Collected data entries
use std::fmt;
use std::str::FromStr;

use thiserror::Error;

#[derive(Clone, Copy, Debug, Ord, PartialOrd, Eq, PartialEq, Hash)]
pub enum PrimaryPos {
  Noun,
  Adjective,
  Adverb,
  Conjunction,
  Interjection,
  Verb,
  Pronoun,
  Numeral,
  Determiner,
  PostPositive,
  Question,
  Duplicator,
  Punctuation,
  Unknown,
}

#[derive(Error, Debug)]
pub enum PosErr {
  #[error("key error {0}")]
  PosKeyErr(String),
}

impl PrimaryPos {
  pub fn as_str(self) -> &'static str {
    match self {
      PrimaryPos::Noun => "Noun",
      PrimaryPos::Adjective => "Adj",
      PrimaryPos::Adverb => "Adv",
      PrimaryPos::Conjunction => "Conj",
      PrimaryPos::Interjection => "Interj",
      PrimaryPos::Verb => "Verb",
      PrimaryPos::Pronoun => "Pron",
      PrimaryPos::Numeral => "Num",
      PrimaryPos::Determiner => "Det",
      PrimaryPos::PostPositive => "Postp",
      PrimaryPos::Question => "Ques",
      PrimaryPos::Duplicator => "Dup",
      PrimaryPos::Punctuation => "Punc",
      PrimaryPos::Unknown => "Unk",
    }
  }
}

impl fmt::Display for PrimaryPos {
  fn fmt(&self, f: &mut fmt::Formatter<'_>) -> fmt::Result {
    f.write_str(self.as_str())
  }
}

impl FromStr for PrimaryPos {
  type Err = PosErr;
  fn from_str(key: &str) -> Result<Self, Self::Err> {
    match key {
      "Noun" => Ok(PrimaryPos::Noun),
      "Adj" => Ok(PrimaryPos::Adjective),
      "Adv" => Ok(PrimaryPos::Adverb),
      "Conj" => Ok(PrimaryPos::Conjunction),
      "Interj" => Ok(PrimaryPos::Interjection),
      "Verb" => Ok(PrimaryPos::Verb),
      "Pron" => Ok(PrimaryPos::Pronoun),
      "Num" => Ok(PrimaryPos::Numeral),
      "Det" => Ok(PrimaryPos::Determiner),
      "Postp" => Ok(PrimaryPos::PostPositive),
      "Ques" => Ok(PrimaryPos::Question),
      "Dup" => Ok(PrimaryPos::Duplicator),
      "Punc" => Ok(PrimaryPos::Punctuation),
      "Unk" => Ok(PrimaryPos::Unknown),
      _ => Err(PosErr::PosKeyErr(key.to_string())),
    }
  }
}

#[cfg(test)]
mod tests {
  use super::*;

  #[test]
  fn test_string_forms_parse_back() {
    for pos in &[
      PrimaryPos::Noun,
      PrimaryPos::Verb,
      PrimaryPos::PostPositive,
      PrimaryPos::Punctuation,
      PrimaryPos::Unknown,
    ] {
      assert_eq!(*pos, pos.as_str().parse::<PrimaryPos>().unwrap());
    }
    assert_eq!("Punc", PrimaryPos::Punctuation.to_string());
    assert_eq!("Unk", format!("{}", PrimaryPos::Unknown));
  }

  #[test]
  fn test_invalid_key() {
    match "Noun_".parse::<PrimaryPos>() {
      Ok(_) => panic!("should throw key error"),
      Err(err) => assert_eq!("key error Noun_", format!("{}", err)),
    }
  }
}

What is required
Where the word "Interjection" appears in a line of the entries, copy that line.

Output below
  Interjection,
      PrimaryPos::Interjection => "Interj",
      "Interj" => Ok(PrimaryPos::Interjection),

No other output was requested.